Here are some optional questions to help us focus on this area of interest. Please share your thoughts about all or any of these questions :  

Option 1
Thinking about your role as a parent, guardian and/or teacher working with young people what kind of obligations do you believe you have to to help them curate and create and digital identity?

Option 2
If you work with adult learners what kind of obligations do you think you have to help them curate their digital identity?

Option 3
How do you go about ensuring that learners develop curation competencies? Do you have any resources that you could share with other participants? Has anyone developed a rubic for this area?

Task Discussion


  • Tellio   July 15, 2012, 1:07 p.m.

    Option 1
    Thinking about your role as teacher working with young people what kind of obligations do you believe you have to to help them curate and create and digital identity?
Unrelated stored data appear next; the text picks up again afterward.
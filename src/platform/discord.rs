//! Discord REST API v10 client.

use crate::platform::ChatClient;
use crate::{Attachment, ChannelInfo, ChatMessage, ExportError, Result};

use serde::Deserialize;
use std::time::Duration;

const API_BASE: &str = "https://discord.com/api/v10";

/// Snowflake ids arrive as decimal strings on the wire.
fn snowflake<'de, D>(deserializer: D) -> std::result::Result<u64, D::Error>
where
    D: serde::Deserializer<'de>,
{
    let raw = String::deserialize(deserializer)?;
    raw.parse::<u64>().map_err(serde::de::Error::custom)
}

#[derive(Debug, Deserialize)]
struct WireChannel {
    #[serde(deserialize_with = "snowflake")]
    id: u64,
    #[serde(default)]
    name: Option<String>,
}

#[derive(Debug, Deserialize)]
struct WireAuthor {
    #[serde(deserialize_with = "snowflake")]
    id: u64,
    username: String,
}

#[derive(Debug, Deserialize)]
struct WireAttachment {
    #[serde(deserialize_with = "snowflake")]
    id: u64,
    filename: String,
    url: String,
    size: u64,
}

#[derive(Debug, Deserialize)]
struct WireMessage {
    #[serde(deserialize_with = "snowflake")]
    id: u64,
    timestamp: chrono::DateTime<chrono::Utc>,
    author: WireAuthor,
    #[serde(default)]
    content: String,
    #[serde(default)]
    attachments: Vec<WireAttachment>,
}

impl From<WireMessage> for ChatMessage {
    fn from(wire: WireMessage) -> Self {
        ChatMessage {
            id: wire.id,
            timestamp: wire.timestamp,
            author_id: wire.author.id,
            author: wire.author.username,
            content: wire.content,
            attachments: wire
                .attachments
                .into_iter()
                .map(|a| Attachment {
                    id: a.id,
                    filename: a.filename,
                    url: a.url,
                    size_bytes: a.size,
                })
                .collect(),
        }
    }
}

/// Bot-token REST client. Cheap to clone; the inner `reqwest::Client` is
/// already reference counted.
#[derive(Clone)]
pub struct DiscordClient {
    http: reqwest::Client,
    token: String,
}

impl DiscordClient {
    pub fn new(token: String) -> Self {
        Self {
            http: reqwest::Client::builder()
                .timeout(Duration::from_secs(30))
                .build()
                .unwrap_or_default(),
            token,
        }
    }

    fn auth(&self) -> String {
        format!("Bot {}", self.token)
    }
}

impl ChatClient for DiscordClient {
    async fn channel_info(&self, channel_id: u64) -> Result<ChannelInfo> {
        let response = self
            .http
            .get(format!("{API_BASE}/channels/{channel_id}"))
            .header("authorization", self.auth())
            .send()
            .await?;

        if response.status() == reqwest::StatusCode::NOT_FOUND {
            return Err(ExportError::ChannelNotFound(channel_id));
        }

        let channel: WireChannel = response.error_for_status()?.json().await?;
        Ok(ChannelInfo {
            id: channel.id,
            name: channel.name.unwrap_or_else(|| channel_id.to_string()),
        })
    }

    async fn messages_after(
        &self,
        channel_id: u64,
        after: Option<u64>,
        limit: u8,
    ) -> Result<Vec<ChatMessage>> {
        // after=0 pages from the very start of the channel.
        let after = after.unwrap_or(0);
        let response = self
            .http
            .get(format!("{API_BASE}/channels/{channel_id}/messages"))
            .query(&[("after", after.to_string()), ("limit", limit.to_string())])
            .header("authorization", self.auth())
            .send()
            .await?;

        if response.status() == reqwest::StatusCode::NOT_FOUND {
            return Err(ExportError::ChannelNotFound(channel_id));
        }

        let wire: Vec<WireMessage> = response.error_for_status()?.json().await?;
        let mut messages: Vec<ChatMessage> = wire.into_iter().map(ChatMessage::from).collect();
        // The API documents no ordering guarantee for `after` queries, so
        // impose the chronological order the walker relies on.
        messages.sort_by_key(|message| message.id);
        Ok(messages)
    }

    async fn send_message(&self, channel_id: u64, text: &str) -> Result<()> {
        self.http
            .post(format!("{API_BASE}/channels/{channel_id}/messages"))
            .header("authorization", self.auth())
            .json(&serde_json::json!({ "content": text }))
            .send()
            .await?
            .error_for_status()?;
        Ok(())
    }

    async fn download(&self, url: &str) -> Result<Vec<u8>> {
        // Attachment CDN URLs are pre-signed; no auth header needed.
        let bytes = self
            .http
            .get(url)
            .send()
            .await?
            .error_for_status()?
            .bytes()
            .await?;
        Ok(bytes.to_vec())
    }
}
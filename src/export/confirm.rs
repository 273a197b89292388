//! Confirmation gate: present the estimate, wait for the operator's call.

use crate::export::estimate::SizeEstimate;
use crate::platform::ChatClient;
use crate::Result;

use std::time::Duration;

/// How often the gate polls the channel for a reply.
const POLL_INTERVAL: Duration = Duration::from_secs(2);

/// The three ways a confirmation can resolve. `Declined` and `TimedOut`
/// differ only in what gets logged.
#[derive(Debug, Clone, Copy, PartialEq, Eq)]
pub enum Decision {
    Approved,
    Declined,
    TimedOut,
}

/// Post the estimate and block until the operator replies yes or no in the
/// same channel, or the window elapses.
///
/// `baseline` is the newest message id known before the prompt; only replies
/// strictly after it qualify, which keeps stale "yes" messages from past
/// conversations out of scope.
pub async fn await_decision<C: ChatClient>(
    client: &C,
    channel_id: u64,
    operator_id: u64,
    estimate: &SizeEstimate,
    baseline: Option<u64>,
    window: Duration,
) -> Result<Decision> {
    let prompt = format!(
        "Total size of attachments to be downloaded: {:.2} MB\n\
         Number of messages: {}\n\
         Number of attachments: {}\n\
         Do you want to continue? (yes/no)",
        estimate.total_megabytes(),
        estimate.messages,
        estimate.attachments
    );
    client.send_message(channel_id, &prompt).await?;

    match tokio::time::timeout(window, poll_for_reply(client, channel_id, operator_id, baseline))
        .await
    {
        Ok(decision) => decision,
        Err(_elapsed) => Ok(Decision::TimedOut),
    }
}

async fn poll_for_reply<C: ChatClient>(
    client: &C,
    channel_id: u64,
    operator_id: u64,
    mut baseline: Option<u64>,
) -> Result<Decision> {
    loop {
        let page = client.messages_after(channel_id, baseline, 100).await?;
        for message in page {
            baseline = Some(message.id);
            if message.author_id != operator_id {
                continue;
            }
            match message.content.trim().to_lowercase().as_str() {
                "yes" => return Ok(Decision::Approved),
                "no" => return Ok(Decision::Declined),
                _ => {}
            }
        }
        tokio::time::sleep(POLL_INTERVAL).await;
    }
}
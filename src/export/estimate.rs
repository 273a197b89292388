//! Estimator pass: size the pending download without fetching anything.

use crate::history::HistoryWalker;
use crate::platform::ChatClient;
use crate::state::ExportState;
use crate::Result;

use std::path::Path;

/// Post a running-count notice every this many messages. The source material
/// for this cadence was wall-clock based, but a percentage is impossible here
/// (the total is not known until the pass ends), so we report raw counts.
const PROGRESS_EVERY: u64 = 500;

/// Aggregates from one estimator pass.
#[derive(Debug, Clone, Copy, Default, PartialEq, Eq)]
pub struct SizeEstimate {
    pub messages: u64,
    pub attachments: u64,
    pub total_bytes: u64,
}

impl SizeEstimate {
    pub fn total_megabytes(&self) -> f64 {
        self.total_bytes as f64 / (1024.0 * 1024.0)
    }
}

/// Walk the history strictly after the channel's stored watermark, counting
/// messages and attachment bytes. The watermark advances after every message
/// and is flushed to disk every `save_every` messages, so a crash mid-pass
/// loses at most one save window of progress.
pub async fn run<C: ChatClient>(
    client: &C,
    channel_id: u64,
    state: &mut ExportState,
    state_path: &Path,
    save_every: usize,
) -> Result<SizeEstimate> {
    let after = state.watermark(channel_id).last_message_id();
    let mut walker = HistoryWalker::new(client, channel_id, after);
    let mut estimate = SizeEstimate::default();

    while let Some(message) = walker.next().await? {
        estimate.messages += 1;
        for attachment in &message.attachments {
            estimate.attachments += 1;
            estimate.total_bytes += attachment.size_bytes;
            state
                .watermark_mut(channel_id)
                .advance_attachment(attachment.id);
        }
        state.watermark_mut(channel_id).advance_message(message.id);
        tracing::debug!(channel_id, message_id = message.id, "estimated message");

        if estimate.messages % PROGRESS_EVERY == 0 {
            let _ = client
                .send_message(
                    channel_id,
                    &format!(
                        "Scanning... {} messages, {} attachments so far.",
                        estimate.messages, estimate.attachments
                    ),
                )
                .await;
        }
        if save_every > 0 && estimate.messages % save_every as u64 == 0 {
            state.save(state_path);
        }
    }

    state.save(state_path);
    tracing::info!(
        channel_id,
        messages = estimate.messages,
        attachments = estimate.attachments,
        total_bytes = estimate.total_bytes,
        "estimator pass complete"
    );

    Ok(estimate)
}
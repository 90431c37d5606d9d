use std::fmt;

use crate::error::{GameError, GameResult};
use super::types::{Mark, Player, BOARD_SIZE};

/// 3x3 grid, row-major: 0-1-2 top row, 6-7-8 bottom row.
#[derive(Debug, Clone, Copy, PartialEq, Eq, Hash, Default)]
pub struct Board {
    cells: [Mark; BOARD_SIZE],
}

impl Board {
    pub fn new() -> Self {
        Self::default()
    }

    pub fn from_cells(cells: [Mark; BOARD_SIZE]) -> Self {
        Self { cells }
    }

    /// Parses nine characters of `X`, `O` and `.`/`_`/`-`/space; anything else is rejected.
    pub fn parse(text: &str) -> Option<Self> {
        let mut cells = [Mark::Empty; BOARD_SIZE];
        let mut count = 0;
        for c in text.chars() {
            if count == BOARD_SIZE {
                return None;
            }
            cells[count] = match c {
                'X' | 'x' => Mark::X,
                'O' | 'o' => Mark::O,
                '.' | '_' | '-' | ' ' => Mark::Empty,
                _ => return None,
            };
            count += 1;
        }
        (count == BOARD_SIZE).then_some(Self { cells })
    }

    pub fn cells(&self) -> &[Mark; BOARD_SIZE] {
        &self.cells
    }

    pub fn get(&self, index: usize) -> Option<Mark> {
        self.cells.get(index).copied()
    }

    pub fn is_cell_empty(&self, index: usize) -> bool {
        self.get(index) == Some(Mark::Empty)
    }

    /// Returns a new board with `mark` placed at `index`; `self` is left untouched.
    pub fn apply_move(&self, index: usize, mark: Mark) -> GameResult<Board> {
        if mark == Mark::Empty || !self.is_cell_empty(index) {
            return Err(GameError::InvalidMove { index });
        }
        let mut next = *self;
        next.cells[index] = mark;
        Ok(next)
    }

    pub fn available_moves(&self) -> Vec<usize> {
        self.cells
            .iter()
            .enumerate()
            .filter(|(_, cell)| **cell == Mark::Empty)
            .map(|(index, _)| index)
            .collect()
    }

    pub fn occupied_count(&self) -> usize {
        self.cells.iter().filter(|cell| **cell != Mark::Empty).count()
    }

    pub fn is_empty(&self) -> bool {
        self.occupied_count() == 0
    }

    pub fn is_full(&self) -> bool {
        self.occupied_count() == BOARD_SIZE
    }

    /// Whose move it is, assuming the human opened the game.
    pub fn turn_by_parity(&self) -> Player {
        if self.occupied_count() % 2 == 0 {
            Player::Human
        } else {
            Player::Ai
        }
    }
}

impl fmt::Display for Board {
    fn fmt(&self, f: &mut fmt::Formatter<'_>) -> fmt::Result {
        for (row, chunk) in self.cells.chunks(3).enumerate() {
            if row > 0 {
                writeln!(f)?;
            }
            for cell in chunk {
                write!(f, "{}", cell)?;
            }
        }
        Ok(())
    }
}
mod audio;
mod broadcaster;
mod config;
mod ui;

use clap::Parser;
use common::games::tictactoe::{ConfigScoreStore, TicTacToeSession};
use common::logger::init_logger;
use common::log;
use eframe::egui;

use audio::BellAudio;
use broadcaster::RepaintBroadcaster;
use config::ClientArgs;
use ui::TicTacToeApp;

fn main() -> Result<(), Box<dyn std::error::Error>> {
    let args = ClientArgs::parse();
    init_logger(Some("client".to_string()), args.log_level);

    let runtime = tokio::runtime::Runtime::new()?;
    let data_dir = args.resolve_data_dir();
    let settings = args.session_settings();
    log!("Storing scores in {}", data_dir.display());

    let options = eframe::NativeOptions {
        viewport: egui::ViewportBuilder::default()
            .with_inner_size([460.0, 680.0])
            .with_min_inner_size([320.0, 520.0])
            .with_title("Tic Tac Toe"),
        ..Default::default()
    };

    let runtime_handle = runtime.handle().clone();
    eframe::run_native(
        "Tic Tac Toe",
        options,
        Box::new(move |cc| {
            let session = TicTacToeSession::new(
                settings,
                ConfigScoreStore::in_dir(&data_dir),
                BellAudio,
                RepaintBroadcaster::new(cc.egui_ctx.clone()),
                runtime_handle,
            );
            Ok(Box::new(TicTacToeApp::new(session)))
        }),
    )?;

    Ok(())
}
    I had my first opportunity to do this on a 1-to-1 basis this past spring as I worked with an intern teaching her how to blog using our department's English Majors' Weblog.  Her job was to create an identity for the blog beyond that of silo.  Silos are fine as far as the go, but we decided together that was not far enough. I helped her understand the nuts and bolts of using a WordPress blog and gave her some tools for helping gather info, then I stood back to allow her room to create the blog's identity and her own identity as its 'owner'.

    I responded to questions on a daily basis.  We set realistic goals together, and within two weeks she decided that the role she wanted was that of 'hub' to the many 'spokes' that represent what it means to be an English major.  The curation tools needed to do that included the standard ones you might imagine: email listservs, email distribution lists, personal connections to others who know what you are trying to do. She created other spokes like a Facebook page which she connected to our Creative Writing Department's Facebook page.  She connected us to Twitter and then figured out how to add widgets to our weblog that would  automate both FB and Twitter to show on that page. I showed her how to use Google Analytics on our weblog so that she had ways to begin to see how her 'curations' affected audience.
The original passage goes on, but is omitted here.